What is needed is an exact copy of all the records below.

===== Extracted data

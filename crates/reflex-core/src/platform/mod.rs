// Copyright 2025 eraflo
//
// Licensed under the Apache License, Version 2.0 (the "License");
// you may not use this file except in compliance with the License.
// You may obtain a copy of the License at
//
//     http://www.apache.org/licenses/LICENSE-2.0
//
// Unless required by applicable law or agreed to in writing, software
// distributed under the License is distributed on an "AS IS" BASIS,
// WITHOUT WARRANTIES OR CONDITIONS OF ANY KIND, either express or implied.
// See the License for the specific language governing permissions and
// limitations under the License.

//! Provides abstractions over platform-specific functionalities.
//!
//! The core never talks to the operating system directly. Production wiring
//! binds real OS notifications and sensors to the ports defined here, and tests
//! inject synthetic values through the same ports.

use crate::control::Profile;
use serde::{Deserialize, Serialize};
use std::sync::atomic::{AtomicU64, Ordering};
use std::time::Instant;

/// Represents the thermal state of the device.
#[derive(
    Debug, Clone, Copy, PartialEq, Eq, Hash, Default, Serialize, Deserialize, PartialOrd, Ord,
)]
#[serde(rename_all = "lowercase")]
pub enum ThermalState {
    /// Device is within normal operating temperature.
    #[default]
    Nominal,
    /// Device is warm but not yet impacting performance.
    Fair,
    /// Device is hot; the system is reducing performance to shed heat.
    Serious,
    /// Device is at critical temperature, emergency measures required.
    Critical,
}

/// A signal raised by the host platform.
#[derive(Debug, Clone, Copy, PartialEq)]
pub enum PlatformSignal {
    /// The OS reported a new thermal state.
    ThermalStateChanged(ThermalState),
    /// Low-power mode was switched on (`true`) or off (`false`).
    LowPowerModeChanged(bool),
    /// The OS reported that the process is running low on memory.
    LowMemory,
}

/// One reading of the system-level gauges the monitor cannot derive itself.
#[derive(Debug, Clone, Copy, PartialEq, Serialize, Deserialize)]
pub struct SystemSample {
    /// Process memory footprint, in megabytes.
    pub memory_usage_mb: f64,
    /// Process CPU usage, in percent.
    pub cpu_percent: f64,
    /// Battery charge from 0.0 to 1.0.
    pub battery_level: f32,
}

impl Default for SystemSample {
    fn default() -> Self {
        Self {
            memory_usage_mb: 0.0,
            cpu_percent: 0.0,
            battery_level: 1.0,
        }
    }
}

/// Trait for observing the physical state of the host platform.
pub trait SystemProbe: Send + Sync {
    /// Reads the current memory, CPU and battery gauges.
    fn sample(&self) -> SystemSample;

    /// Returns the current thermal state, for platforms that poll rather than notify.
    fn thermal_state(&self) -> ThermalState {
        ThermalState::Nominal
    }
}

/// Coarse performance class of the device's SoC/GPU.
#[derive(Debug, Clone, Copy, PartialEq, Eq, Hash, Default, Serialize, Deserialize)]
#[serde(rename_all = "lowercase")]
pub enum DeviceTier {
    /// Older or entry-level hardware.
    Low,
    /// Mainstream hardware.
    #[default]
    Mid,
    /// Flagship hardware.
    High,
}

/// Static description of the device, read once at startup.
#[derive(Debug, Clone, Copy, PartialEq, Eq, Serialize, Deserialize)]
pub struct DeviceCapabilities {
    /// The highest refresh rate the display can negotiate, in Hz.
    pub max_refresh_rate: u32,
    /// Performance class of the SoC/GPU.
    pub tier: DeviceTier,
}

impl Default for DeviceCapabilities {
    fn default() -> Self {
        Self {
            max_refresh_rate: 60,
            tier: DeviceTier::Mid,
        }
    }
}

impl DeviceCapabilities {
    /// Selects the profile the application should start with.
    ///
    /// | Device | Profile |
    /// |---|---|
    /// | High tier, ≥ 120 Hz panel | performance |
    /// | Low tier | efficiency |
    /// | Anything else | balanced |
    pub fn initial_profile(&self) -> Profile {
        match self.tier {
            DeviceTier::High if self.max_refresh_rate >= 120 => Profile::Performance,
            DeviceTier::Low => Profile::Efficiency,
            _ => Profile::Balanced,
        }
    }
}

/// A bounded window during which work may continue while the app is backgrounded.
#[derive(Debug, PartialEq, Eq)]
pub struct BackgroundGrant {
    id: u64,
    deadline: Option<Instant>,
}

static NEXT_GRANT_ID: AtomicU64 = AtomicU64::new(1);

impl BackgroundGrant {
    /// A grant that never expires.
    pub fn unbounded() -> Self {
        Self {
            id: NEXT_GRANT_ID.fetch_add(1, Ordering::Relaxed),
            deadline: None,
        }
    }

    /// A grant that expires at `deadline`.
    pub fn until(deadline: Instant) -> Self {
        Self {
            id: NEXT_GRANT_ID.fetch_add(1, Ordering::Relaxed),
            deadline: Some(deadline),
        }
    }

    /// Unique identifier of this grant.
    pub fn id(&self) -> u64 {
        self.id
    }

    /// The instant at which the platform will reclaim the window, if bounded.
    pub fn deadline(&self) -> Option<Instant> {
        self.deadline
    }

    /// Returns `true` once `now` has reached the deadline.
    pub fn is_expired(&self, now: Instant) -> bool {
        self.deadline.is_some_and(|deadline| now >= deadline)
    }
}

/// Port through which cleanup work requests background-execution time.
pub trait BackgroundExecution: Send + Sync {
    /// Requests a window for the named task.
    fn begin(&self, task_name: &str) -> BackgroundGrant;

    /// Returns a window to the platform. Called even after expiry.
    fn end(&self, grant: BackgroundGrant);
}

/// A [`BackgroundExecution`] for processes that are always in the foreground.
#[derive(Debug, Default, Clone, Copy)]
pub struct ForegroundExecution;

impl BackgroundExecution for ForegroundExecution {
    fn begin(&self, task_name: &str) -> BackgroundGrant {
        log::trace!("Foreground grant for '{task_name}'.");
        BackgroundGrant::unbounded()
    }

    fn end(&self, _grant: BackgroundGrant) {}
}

==========

→ **Result of this task**
filename crates/reflex-core/src/platform/mod.rs
// Copyright 2025 eraflo
//
// Licensed under the Apache License, Version 2.0 (the "License");
// you may not use this file except in compliance with the License.
// You may obtain a copy of the License at
//
//     http://www.apache.org/licenses/LICENSE-2.0
//
// Unless required by applicable law or agreed to in writing, software
// distributed under the License is distributed on an "AS IS" BASIS,
// WITHOUT WARRANTIES OR CONDITIONS OF ANY KIND, either express or implied.
// See the License for the specific language governing permissions and
// limitations under the License.

//! Provides abstractions over platform-specific functionalities.
//!
//! The core never talks to the operating system directly. Production wiring
//! binds real OS notifications and sensors to the ports defined here, and tests
//! inject synthetic values through the same ports.

use crate::control::Profile;
use serde::{Deserialize, Serialize};
use std::sync::atomic::{AtomicU64, Ordering};
use std::time::Instant;

/// Represents the thermal state of the device.
#[derive(
    Debug, Clone, Copy, PartialEq, Eq, Hash, Default, Serialize, Deserialize, PartialOrd, Ord,
)]
#[serde(rename_all = "lowercase")]
pub enum ThermalState {
    /// Device is within normal operating temperature.
    #[default]
    Nominal,
    /// Device is warm but not yet impacting performance.
    Fair,
    /// Device is hot; the system is reducing performance to shed heat.
    Serious,
    /// Device is at critical temperature, emergency measures required.
    Critical,
}

/// A signal raised by the host platform.
#[derive(Debug, Clone, Copy, PartialEq)]
pub enum PlatformSignal {
    /// The OS reported a new thermal state.
    ThermalStateChanged(ThermalState),
    /// Low-power mode was switched on (`true`) or off (`false`).
    LowPowerModeChanged(bool),
    /// The OS reported that the process is running low on memory.
    LowMemory,
}

/// One reading of the system-level gauges the monitor cannot derive itself.
#[derive(Debug, Clone, Copy, PartialEq, Serialize, Deserialize)]
pub struct SystemSample {
    /// Process memory footprint, in megabytes.
    pub memory_usage_mb: f64,
    /// Process CPU usage, in percent.
    pub cpu_percent: f64,
    /// Battery charge from 0.0 to 1.0.
    pub battery_level: f32,
}

impl Default for SystemSample {
    fn default() -> Self {
        Self {
            memory_usage_mb: 0.0,
            cpu_percent: 0.0,
            battery_level: 1.0,
        }
    }
}

/// Trait for observing the physical state of the host platform.
pub trait SystemProbe: Send + Sync {
    /// Reads the current memory, CPU and battery gauges.
    fn sample(&self) -> SystemSample;

    /// Returns the current thermal state, for platforms that poll rather than notify.
    fn thermal_state(&self) -> ThermalState {
        ThermalState::Nominal
    }
}

/// Coarse performance class of the device's SoC/GPU.
#[derive(Debug, Clone, Copy, PartialEq, Eq, Hash, Default, Serialize, Deserialize)]
#[serde(rename_all = "lowercase")]
pub enum DeviceTier {
    /// Older or entry-level hardware.
    Low,
    /// Mainstream hardware.
    #[default]
    Mid,
    /// Flagship hardware.
    High,
}

/// Static description of the device, read once at startup.
#[derive(Debug, Clone, Copy, PartialEq, Eq, Serialize, Deserialize)]
pub struct DeviceCapabilities {
    /// The highest refresh rate the display can negotiate, in Hz.
    pub max_refresh_rate: u32,
    /// Performance class of the SoC/GPU.
    pub tier: DeviceTier,
}

impl Default for DeviceCapabilities {
    fn default() -> Self {
        Self {
            max_refresh_rate: 60,
            tier: DeviceTier::Mid,
        }
    }
}

impl DeviceCapabilities {
    /// Selects the profile the application should start with.
    ///
    /// | Device | Profile |
    /// |---|---|
    /// | High tier, ≥ 120 Hz panel | performance |
    /// | Low tier | efficiency |
    /// | Anything else | balanced |
    pub fn initial_profile(&self) -> Profile {
        match self.tier {
            DeviceTier::High if self.max_refresh_rate >= 120 => Profile::Performance,
            DeviceTier::Low => Profile::Efficiency,
            _ => Profile::Balanced,
        }
    }
}

/// A bounded window during which work may continue while the app is backgrounded.
#[derive(Debug, PartialEq, Eq)]
pub struct BackgroundGrant {
    id: u64,
    deadline: Option<Instant>,
}

static NEXT_GRANT_ID: AtomicU64 = AtomicU64::new(1);

impl BackgroundGrant {
    /// A grant that never expires.
    pub fn unbounded() -> Self {
        Self {
            id: NEXT_GRANT_ID.fetch_add(1, Ordering::Relaxed),
            deadline: None,
        }
    }

    /// A grant that expires at `deadline`.
    pub fn until(deadline: Instant) -> Self {
        Self {
            id: NEXT_GRANT_ID.fetch_add(1, Ordering::Relaxed),
            deadline: Some(deadline),
        }
    }

    /// Unique identifier of this grant.
    pub fn id(&self) -> u64 {
        self.id
    }

    /// The instant at which the platform will reclaim the window, if bounded.
    pub fn deadline(&self) -> Option<Instant> {
        self.deadline
    }

    /// Returns `true` once `now` has reached the deadline.
    pub fn is_expired(&self, now: Instant) -> bool {
        self.deadline.is_some_and(|deadline| now >= deadline)
    }
}

/// Port through which cleanup work requests background-execution time.
pub trait BackgroundExecution: Send + Sync {
    /// Requests a window for the named task.
    fn begin(&self, task_name: &str) -> BackgroundGrant;

    /// Returns a window to the platform. Called even after expiry.
    fn end(&self, grant: BackgroundGrant);
}

/// A [`BackgroundExecution`] for processes that are always in the foreground.
#[derive(Debug, Default, Clone, Copy)]
pub struct ForegroundExecution;

impl BackgroundExecution for ForegroundExecution {
    fn begin(&self, task_name: &str) -> BackgroundGrant {
        log::trace!("Foreground grant for '{task_name}'.");
        BackgroundGrant::unbounded()
    }

    fn end(&self, _grant: BackgroundGrant) {}
}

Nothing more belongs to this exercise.